** YOUR GOAL **
Count every line below that holds the word "rejected", and give the number with no other words.

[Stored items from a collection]
__________
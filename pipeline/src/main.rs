use clap::{Parser, Subcommand};
use hosting::HostingProvider;
use packager::{build_package, SystemProcessRunner};
use pipeline::{
    connect_provider, PipelineDefinition, PipelineRunner, RunContext, RunReport, SecretStore,
    StepOutcome, TriggerEvent,
};
use std::path::{Path, PathBuf};
use std::sync::Arc;
use tracing::{debug, error, info};
use tracing_subscriber::EnvFilter;

/// Definition file picked up from the source root when `--config` is absent
const DEFAULT_DEFINITION_FILE: &str = "webship.toml";

#[derive(Parser)]
#[command(name = "webship")]
#[command(about = "Build, package and deploy a Python web app to App Service")]
struct Cli {
    /// Pipeline definition (TOML)
    #[arg(short, long, global = true)]
    config: Option<PathBuf>,
    /// Application source directory
    #[arg(short, long, global = true, default_value = ".")]
    source: PathBuf,
    /// Log at debug level unless RUST_LOG says otherwise
    #[arg(short, long, global = true)]
    verbose: bool,
    #[command(subcommand)]
    command: Commands,
}

#[derive(Subcommand)]
enum Commands {
    /// Run the whole pipeline for an event
    Run {
        /// push, workflow_dispatch or any other event name
        #[arg(short, long, default_value = "workflow_dispatch")]
        event: String,
        /// Pushed ref, e.g. refs/heads/main
        #[arg(long)]
        git_ref: Option<String>,
        /// Build and package, but do not deploy
        #[arg(long)]
        dry_run: bool,
        /// Print the run report as JSON
        #[arg(long)]
        json: bool,
    },
    /// Build the virtual environment, startup file and archive
    Package,
    /// Print the startup command
    Startup {
        /// Also write it to the startup file
        #[arg(short, long)]
        write: bool,
    },
    /// Check whether an event would start a run
    Trigger {
        #[arg(short, long)]
        event: String,
        #[arg(long)]
        git_ref: Option<String>,
    },
    /// Deploy an existing archive
    Deploy {
        /// Defaults to the configured archive in the source directory
        #[arg(short, long)]
        archive: Option<PathBuf>,
    },
    /// Validate a publish profile without deploying
    Profile {
        /// Read the profile from a file instead of the environment
        #[arg(short, long)]
        file: Option<PathBuf>,
    },
    /// Check that the deployed application answers
    Health,
    /// Print the effective pipeline definition
    Config,
}

#[tokio::main]
async fn main() -> Result<(), Box<dyn std::error::Error>> {
    let cli = Cli::parse();

    let default_level = if cli.verbose { "debug" } else { "info" };
    tracing_subscriber::fmt()
        .with_env_filter(
            EnvFilter::try_from_default_env().unwrap_or_else(|_| EnvFilter::new(default_level)),
        )
        .init();

    let definition = load_definition(cli.config.as_deref(), &cli.source)?;
    let secrets = SecretStore::from_env(&[definition.deploy.publish_profile_env.as_str()]);

    match cli.command {
        Commands::Run {
            event,
            git_ref,
            dry_run,
            json,
        } => {
            let event = TriggerEvent::from_name(&event, git_ref);
            run_pipeline(definition, secrets, &cli.source, event, dry_run, json).await?;
        }
        Commands::Package => {
            package(&definition, &cli.source).await?;
        }
        Commands::Startup { write } => {
            println!("{}", definition.startup.render());
            if write {
                let path = definition
                    .startup
                    .write_to(&cli.source, &definition.package.startup_file)?;
                info!("Wrote {}", path.display());
            }
        }
        Commands::Trigger { event, git_ref } => {
            let event = TriggerEvent::from_name(&event, git_ref);
            if definition.triggers.matches(&event) {
                println!("{} triggers {}", event, definition.name);
            } else {
                println!("{} does not trigger {}", event, definition.name);
            }
        }
        Commands::Deploy { archive } => {
            let archive =
                archive.unwrap_or_else(|| cli.source.join(&definition.package.archive_name));
            deploy(&definition, &secrets, &archive).await?;
        }
        Commands::Profile { file } => {
            check_profile(&definition, secrets, file.as_deref())?;
        }
        Commands::Health => {
            health_check(&definition, &secrets).await?;
        }
        Commands::Config => {
            print!("{}", definition.to_toml()?);
        }
    }

    Ok(())
}

fn load_definition(
    config: Option<&Path>,
    source: &Path,
) -> Result<PipelineDefinition, Box<dyn std::error::Error>> {
    let fallback = source.join(DEFAULT_DEFINITION_FILE);
    let path = config.or_else(|| fallback.is_file().then_some(fallback.as_path()));

    let mut definition = PipelineDefinition::load_or_default(path)?;
    definition.apply_env_overrides(|key| std::env::var(key).ok());
    definition.validate()?;

    debug!("Effective definition: {:?}", definition);
    Ok(definition)
}

async fn run_pipeline(
    definition: PipelineDefinition,
    secrets: SecretStore,
    source: &Path,
    event: TriggerEvent,
    dry_run: bool,
    json: bool,
) -> Result<(), Box<dyn std::error::Error>> {
    let mut ctx = RunContext::new(source, definition, Arc::new(SystemProcessRunner), secrets)
        .with_event(event)
        .with_dry_run(dry_run);

    let report = PipelineRunner::default().run(&mut ctx).await;

    if json {
        println!("{}", serde_json::to_string_pretty(&report)?);
    } else {
        print_report(&report);
    }

    match report.failed_step() {
        Some(step) => Err(format!("Run {} at step {}", report.status, step.name).into()),
        None => Ok(()),
    }
}

fn print_report(report: &RunReport) {
    println!("{} [{}]: {}", report.pipeline, report.event, report.status);
    for step in &report.steps {
        let (mark, detail) = match &step.outcome {
            StepOutcome::Succeeded { summary } => ("✓", summary.as_str()),
            StepOutcome::Warned { message } => ("!", message.as_str()),
            StepOutcome::Skipped { reason } => ("-", reason.as_str()),
            StepOutcome::Failed { error } => ("✗", error.as_str()),
        };
        println!("  {} {} ({}ms) {}", mark, step.name, step.duration_ms, detail);
    }

    if let Some(revision) = &report.revision {
        println!("Revision: {}", revision.commit);
    }
    if let Some(receipt) = &report.receipt {
        println!("Deployed: {} ({})", receipt.site_url, receipt.state);
    }
}

async fn package(
    definition: &PipelineDefinition,
    source: &Path,
) -> Result<(), Box<dyn std::error::Error>> {
    let output = build_package(
        &SystemProcessRunner,
        source,
        &definition.python_version,
        &definition.package,
        &definition.startup,
    )
    .await?;

    println!("Interpreter: {} ({})", output.interpreter.program, output.interpreter.version);
    println!("Startup file: {}", output.startup_path.display());
    println!(
        "Archive: {} ({} files, {} bytes)",
        output.archive.path.display(),
        output.archive.file_count,
        output.archive.total_bytes
    );
    Ok(())
}

async fn deploy(
    definition: &PipelineDefinition,
    secrets: &SecretStore,
    archive: &Path,
) -> Result<(), Box<dyn std::error::Error>> {
    let provider = connect_provider(definition, secrets)?;
    let receipt = provider.deploy_package(archive).await?;

    println!(
        "✓ Deployed {} to {} ({})",
        archive.display(),
        receipt.site_url,
        receipt.deployment_id.as_deref().unwrap_or("no deployment id")
    );
    if let Some(log_url) = &receipt.log_url {
        println!("  Log: {}", log_url);
    }
    Ok(())
}

fn check_profile(
    definition: &PipelineDefinition,
    secrets: SecretStore,
    file: Option<&Path>,
) -> Result<(), Box<dyn std::error::Error>> {
    let secrets = match file {
        Some(path) => {
            let xml = std::fs::read_to_string(path)?;
            secrets.with(definition.deploy.publish_profile_env.clone(), xml)
        }
        None => secrets,
    };

    match connect_provider(definition, &secrets) {
        Ok(provider) => {
            let profile = provider.profile();
            println!("✓ Publish profile is valid");
            println!("  Profile: {}", profile.profile_name);
            println!("  Method: {}", profile.publish_method);
            println!("  App: {}", profile.app_name());
            println!("  Deploy endpoint: {}", provider.scm_url());
            println!("  Site: {}", provider.site_url());
            Ok(())
        }
        Err(e) => {
            println!("✗ Publish profile rejected: {}", e);
            error!("Publish profile rejected: {}", e);
            Err(e.into())
        }
    }
}

async fn health_check(
    definition: &PipelineDefinition,
    secrets: &SecretStore,
) -> Result<(), Box<dyn std::error::Error>> {
    let provider = connect_provider(definition, secrets)?;
    println!("Checking {}...", provider.site_url());

    let report = provider.health_check().await?;
    if report.healthy {
        println!("✓ {} answered {} in {}ms", report.url, report.status, report.latency_ms);
        info!("Health check successful");
        Ok(())
    } else {
        println!("✗ {} answered {}", report.url, report.status);
        Err(format!("Health check failed with status {}", report.status).into())
    }
}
__________
** RESPONSE TO THE EXERCISE **
2